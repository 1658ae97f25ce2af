//! Configuration loading and management
//!
//! Configuration is loaded from `~/.config/chatpulse/config.toml`
//!
//! This module follows the XDG Base Directory Specification:
//! - Config: `$XDG_CONFIG_HOME/chatpulse/` (~/.config/chatpulse/)
//! - State/Logs: `$XDG_STATE_HOME/chatpulse/` (~/.local/state/chatpulse/)

use crate::error::{Error, Result};
use serde::Deserialize;
use std::path::{Path, PathBuf};

/// Returns a best-effort home directory path.
fn home_dir() -> PathBuf {
    std::env::var_os("HOME")
        .map(PathBuf::from)
        .or_else(dirs::home_dir)
        .unwrap_or_else(|| PathBuf::from("."))
}

/// Returns XDG_CONFIG_HOME or ~/.config
fn xdg_config_home() -> PathBuf {
    std::env::var("XDG_CONFIG_HOME")
        .map(PathBuf::from)
        .unwrap_or_else(|_| home_dir().join(".config"))
}

/// Returns XDG_STATE_HOME or ~/.local/state
fn xdg_state_home() -> PathBuf {
    std::env::var("XDG_STATE_HOME")
        .map(PathBuf::from)
        .unwrap_or_else(|_| home_dir().join(".local/state"))
}

/// Upper bound accepted for `analytics.retention_days` (about a century).
pub const MAX_RETENTION_DAYS: u32 = 36_500;

/// Main configuration struct
#[derive(Debug, Deserialize, Default)]
pub struct Config {
    /// Session aggregation and retention
    #[serde(default)]
    pub analytics: AnalyticsConfig,

    /// Knowledge-base matching
    #[serde(default)]
    pub faq: FaqConfig,

    /// External completion collaborator
    #[serde(default)]
    pub completion: CompletionConfig,

    /// Logging configuration
    #[serde(default)]
    pub logging: LoggingConfig,
}

/// Analytics and retention configuration
#[derive(Debug, Deserialize, Clone)]
pub struct AnalyticsConfig {
    /// Days of buckets and feedback kept by retention pruning
    #[serde(default = "default_retention_days")]
    pub retention_days: u32,

    /// Popular-question keys are truncated to this many characters
    #[serde(default = "default_question_key_chars")]
    pub question_key_chars: usize,

    /// Maximum distinct popular-question counters kept after pruning
    #[serde(default = "default_max_popular_questions")]
    pub max_popular_questions: usize,

    /// Maximum feedback records held; the oldest are dropped first
    #[serde(default = "default_max_feedback_records")]
    pub max_feedback_records: usize,
}

impl Default for AnalyticsConfig {
    fn default() -> Self {
        Self {
            retention_days: default_retention_days(),
            question_key_chars: default_question_key_chars(),
            max_popular_questions: default_max_popular_questions(),
            max_feedback_records: default_max_feedback_records(),
        }
    }
}

fn default_retention_days() -> u32 {
    30
}

fn default_question_key_chars() -> usize {
    50
}

fn default_max_popular_questions() -> usize {
    1000
}

fn default_max_feedback_records() -> usize {
    10_000
}

/// Knowledge-base configuration
#[derive(Debug, Deserialize, Clone)]
pub struct FaqConfig {
    /// Minimum partial-overlap score (0-100) accepted as a match
    #[serde(default = "default_min_confidence")]
    pub min_confidence: u8,

    /// Custom knowledge base file; the built-in base is used when unset
    pub knowledge_base: Option<PathBuf>,
}

impl Default for FaqConfig {
    fn default() -> Self {
        Self {
            min_confidence: default_min_confidence(),
            knowledge_base: None,
        }
    }
}

fn default_min_confidence() -> u8 {
    40
}

/// Completion collaborator configuration
#[derive(Debug, Deserialize, Clone)]
pub struct CompletionConfig {
    /// Seconds to wait for a completion before giving up
    #[serde(default = "default_completion_timeout")]
    pub timeout_secs: u64,
}

impl Default for CompletionConfig {
    fn default() -> Self {
        Self {
            timeout_secs: default_completion_timeout(),
        }
    }
}

fn default_completion_timeout() -> u64 {
    30
}

/// Logging configuration
#[derive(Debug, Deserialize)]
pub struct LoggingConfig {
    /// Log level (trace, debug, info, warn, error)
    #[serde(default = "default_log_level")]
    pub level: String,

    /// Maximum number of log files to keep
    #[serde(default = "default_max_log_files")]
    pub max_files: usize,
}

impl Default for LoggingConfig {
    fn default() -> Self {
        Self {
            level: default_log_level(),
            max_files: default_max_log_files(),
        }
    }
}

fn default_log_level() -> String {
    "info".to_string()
}

fn default_max_log_files() -> usize {
    5
}

impl Config {
    /// Load configuration from the default path
    pub fn load() -> Result<Self> {
        let config_path = Self::config_path();

        if !config_path.exists() {
            tracing::info!("No config file found at {:?}, using defaults", config_path);
            return Ok(Config::default());
        }

        Self::load_from(&config_path)
    }

    /// Load configuration from a specific path
    pub fn load_from(path: &Path) -> Result<Self> {
        let content = std::fs::read_to_string(path)
            .map_err(|e| Error::Config(format!("failed to read config file {:?}: {}", path, e)))?;

        let config: Config = toml::from_str(&content)
            .map_err(|e| Error::Config(format!("failed to parse config: {}", e)))?;

        config.validate()?;
        Ok(config)
    }

    /// Reject values that would make the engine misbehave
    pub fn validate(&self) -> Result<()> {
        if self.faq.min_confidence > 100 {
            return Err(Error::Config(
                "faq.min_confidence must be between 0 and 100".to_string(),
            ));
        }
        if self.analytics.retention_days > MAX_RETENTION_DAYS {
            return Err(Error::Config(format!(
                "analytics.retention_days must be at most {}",
                MAX_RETENTION_DAYS
            )));
        }
        if self.analytics.question_key_chars == 0 {
            return Err(Error::Config(
                "analytics.question_key_chars must be at least 1".to_string(),
            ));
        }
        if self.completion.timeout_secs == 0 {
            return Err(Error::Config(
                "completion.timeout_secs must be at least 1".to_string(),
            ));
        }
        Ok(())
    }

    /// Returns the default config file path
    ///
    /// `$XDG_CONFIG_HOME/chatpulse/config.toml` (~/.config/chatpulse/config.toml)
    pub fn config_path() -> PathBuf {
        xdg_config_home().join("chatpulse").join("config.toml")
    }

    /// Returns the state directory path (for logs)
    ///
    /// `$XDG_STATE_HOME/chatpulse/` (~/.local/state/chatpulse/)
    pub fn state_dir() -> PathBuf {
        xdg_state_home().join("chatpulse")
    }

    /// Returns the directory holding the daily-rotated log files
    ///
    /// Files are named `chatpulse.<YYYY-MM-DD>.log`.
    pub fn log_dir() -> PathBuf {
        Self::state_dir()
    }

    /// Ensure XDG base directory environment variables are set.
    ///
    /// This is mainly for CLI binaries that want explicit, stable path behavior
    /// before invoking other components that read these env vars.
    pub fn ensure_xdg_env() {
        let home = home_dir();

        if std::env::var("XDG_STATE_HOME").is_err() {
            std::env::set_var("XDG_STATE_HOME", home.join(".local/state"));
        }

        if std::env::var("XDG_CONFIG_HOME").is_err() {
            std::env::set_var("XDG_CONFIG_HOME", home.join(".config"));
        }
    }
}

————

** Work instruction **
Find each line in the records above that contains "impl", and copy it.

** Response **
impl Default for AnalyticsConfig {
impl Default for FaqConfig {
impl Default for CompletionConfig {
impl Default for LoggingConfig {
impl Config {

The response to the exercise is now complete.